## Problem:
Which lines of the records hold the string "speed"? Report only how many of them there are.

## Data to examine:

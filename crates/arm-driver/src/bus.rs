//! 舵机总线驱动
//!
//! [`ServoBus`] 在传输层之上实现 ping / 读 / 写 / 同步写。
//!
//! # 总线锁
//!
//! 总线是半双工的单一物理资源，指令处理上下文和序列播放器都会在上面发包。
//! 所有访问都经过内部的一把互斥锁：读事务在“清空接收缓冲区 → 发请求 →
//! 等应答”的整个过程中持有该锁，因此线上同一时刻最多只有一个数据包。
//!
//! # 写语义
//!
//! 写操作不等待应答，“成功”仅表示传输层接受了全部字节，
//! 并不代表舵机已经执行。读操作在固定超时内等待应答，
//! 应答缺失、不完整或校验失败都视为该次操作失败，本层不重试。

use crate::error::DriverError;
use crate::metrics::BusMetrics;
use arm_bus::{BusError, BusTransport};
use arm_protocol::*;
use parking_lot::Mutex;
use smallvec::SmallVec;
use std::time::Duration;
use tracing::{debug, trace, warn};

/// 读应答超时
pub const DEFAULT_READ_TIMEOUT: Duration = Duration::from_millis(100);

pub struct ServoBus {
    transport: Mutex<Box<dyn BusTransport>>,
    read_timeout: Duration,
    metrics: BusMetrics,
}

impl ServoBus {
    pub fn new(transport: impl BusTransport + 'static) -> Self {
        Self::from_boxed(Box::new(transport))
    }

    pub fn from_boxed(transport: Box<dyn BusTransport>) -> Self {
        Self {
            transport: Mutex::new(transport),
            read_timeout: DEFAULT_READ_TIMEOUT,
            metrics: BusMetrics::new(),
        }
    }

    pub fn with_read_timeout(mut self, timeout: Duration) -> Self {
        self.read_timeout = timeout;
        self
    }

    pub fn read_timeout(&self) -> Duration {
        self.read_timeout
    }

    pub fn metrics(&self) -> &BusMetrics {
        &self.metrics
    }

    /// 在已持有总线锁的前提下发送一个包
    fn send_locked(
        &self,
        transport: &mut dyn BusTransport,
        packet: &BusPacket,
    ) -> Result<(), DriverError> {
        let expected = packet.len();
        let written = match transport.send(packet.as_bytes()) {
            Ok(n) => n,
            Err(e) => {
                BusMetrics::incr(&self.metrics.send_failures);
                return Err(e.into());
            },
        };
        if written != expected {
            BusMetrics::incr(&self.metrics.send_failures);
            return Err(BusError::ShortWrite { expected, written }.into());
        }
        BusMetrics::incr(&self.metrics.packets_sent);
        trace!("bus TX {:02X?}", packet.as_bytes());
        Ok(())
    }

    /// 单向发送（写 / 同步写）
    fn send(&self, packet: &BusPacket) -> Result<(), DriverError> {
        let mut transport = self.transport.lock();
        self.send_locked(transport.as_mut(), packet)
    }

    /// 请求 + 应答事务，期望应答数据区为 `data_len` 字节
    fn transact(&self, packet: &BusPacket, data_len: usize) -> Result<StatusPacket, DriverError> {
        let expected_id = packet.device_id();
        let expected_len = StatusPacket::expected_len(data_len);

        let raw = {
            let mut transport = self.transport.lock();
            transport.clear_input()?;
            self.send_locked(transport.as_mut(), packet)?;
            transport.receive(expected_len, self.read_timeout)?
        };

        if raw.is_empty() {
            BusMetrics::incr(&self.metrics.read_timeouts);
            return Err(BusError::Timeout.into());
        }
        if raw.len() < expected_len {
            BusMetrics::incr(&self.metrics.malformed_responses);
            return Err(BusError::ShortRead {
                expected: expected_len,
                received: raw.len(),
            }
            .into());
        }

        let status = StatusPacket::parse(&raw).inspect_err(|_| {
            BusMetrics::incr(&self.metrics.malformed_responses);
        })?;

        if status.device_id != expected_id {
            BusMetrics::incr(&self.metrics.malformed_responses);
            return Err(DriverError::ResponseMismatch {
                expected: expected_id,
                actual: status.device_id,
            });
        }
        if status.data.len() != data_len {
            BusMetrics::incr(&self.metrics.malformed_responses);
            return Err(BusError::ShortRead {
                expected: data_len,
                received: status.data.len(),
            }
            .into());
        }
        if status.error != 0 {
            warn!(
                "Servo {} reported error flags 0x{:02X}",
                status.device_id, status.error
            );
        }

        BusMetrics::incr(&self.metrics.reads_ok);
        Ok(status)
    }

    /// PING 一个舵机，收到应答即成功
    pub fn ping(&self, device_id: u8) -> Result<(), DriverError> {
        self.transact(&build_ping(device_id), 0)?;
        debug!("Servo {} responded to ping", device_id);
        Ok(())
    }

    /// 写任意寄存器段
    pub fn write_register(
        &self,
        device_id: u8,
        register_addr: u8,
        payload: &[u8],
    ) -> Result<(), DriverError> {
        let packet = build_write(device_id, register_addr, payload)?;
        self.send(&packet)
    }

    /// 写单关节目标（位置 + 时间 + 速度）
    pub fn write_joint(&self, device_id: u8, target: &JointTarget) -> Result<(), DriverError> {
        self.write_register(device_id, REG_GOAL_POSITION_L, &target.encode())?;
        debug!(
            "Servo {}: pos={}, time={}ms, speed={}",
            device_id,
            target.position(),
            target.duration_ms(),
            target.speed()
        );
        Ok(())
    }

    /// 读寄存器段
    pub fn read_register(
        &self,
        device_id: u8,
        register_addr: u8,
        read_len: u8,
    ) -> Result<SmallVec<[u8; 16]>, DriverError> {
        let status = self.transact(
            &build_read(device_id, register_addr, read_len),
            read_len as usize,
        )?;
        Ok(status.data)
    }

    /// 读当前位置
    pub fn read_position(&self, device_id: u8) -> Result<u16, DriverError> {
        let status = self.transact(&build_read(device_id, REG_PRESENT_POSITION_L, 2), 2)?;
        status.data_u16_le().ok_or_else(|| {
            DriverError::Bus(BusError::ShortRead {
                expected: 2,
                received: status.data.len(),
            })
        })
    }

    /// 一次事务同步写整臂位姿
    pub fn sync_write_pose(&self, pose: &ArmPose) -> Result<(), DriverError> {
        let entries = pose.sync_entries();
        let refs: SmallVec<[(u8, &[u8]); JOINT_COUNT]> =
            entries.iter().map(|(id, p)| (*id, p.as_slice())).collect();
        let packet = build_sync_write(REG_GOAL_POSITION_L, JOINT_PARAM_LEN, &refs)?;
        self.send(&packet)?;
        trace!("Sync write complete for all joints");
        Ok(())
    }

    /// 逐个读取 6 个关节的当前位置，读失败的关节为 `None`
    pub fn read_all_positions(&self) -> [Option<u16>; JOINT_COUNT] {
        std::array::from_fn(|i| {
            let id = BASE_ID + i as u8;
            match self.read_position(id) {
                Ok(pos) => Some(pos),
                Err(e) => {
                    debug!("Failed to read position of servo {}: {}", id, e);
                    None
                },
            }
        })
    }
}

--

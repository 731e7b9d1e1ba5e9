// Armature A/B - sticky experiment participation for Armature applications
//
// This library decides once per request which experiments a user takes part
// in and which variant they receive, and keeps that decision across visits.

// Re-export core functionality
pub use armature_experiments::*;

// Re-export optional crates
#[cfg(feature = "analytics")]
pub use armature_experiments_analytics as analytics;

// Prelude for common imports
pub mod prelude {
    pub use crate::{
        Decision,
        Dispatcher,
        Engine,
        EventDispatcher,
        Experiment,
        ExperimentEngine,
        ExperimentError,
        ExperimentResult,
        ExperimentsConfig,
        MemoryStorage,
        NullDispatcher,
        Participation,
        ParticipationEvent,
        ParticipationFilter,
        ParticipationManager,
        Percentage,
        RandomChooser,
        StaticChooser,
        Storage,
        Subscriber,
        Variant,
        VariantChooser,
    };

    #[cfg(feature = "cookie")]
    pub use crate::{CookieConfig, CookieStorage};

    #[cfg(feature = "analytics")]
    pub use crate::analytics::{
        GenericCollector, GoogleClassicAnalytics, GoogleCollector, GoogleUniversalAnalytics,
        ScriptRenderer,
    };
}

## Answer to the exercise:
2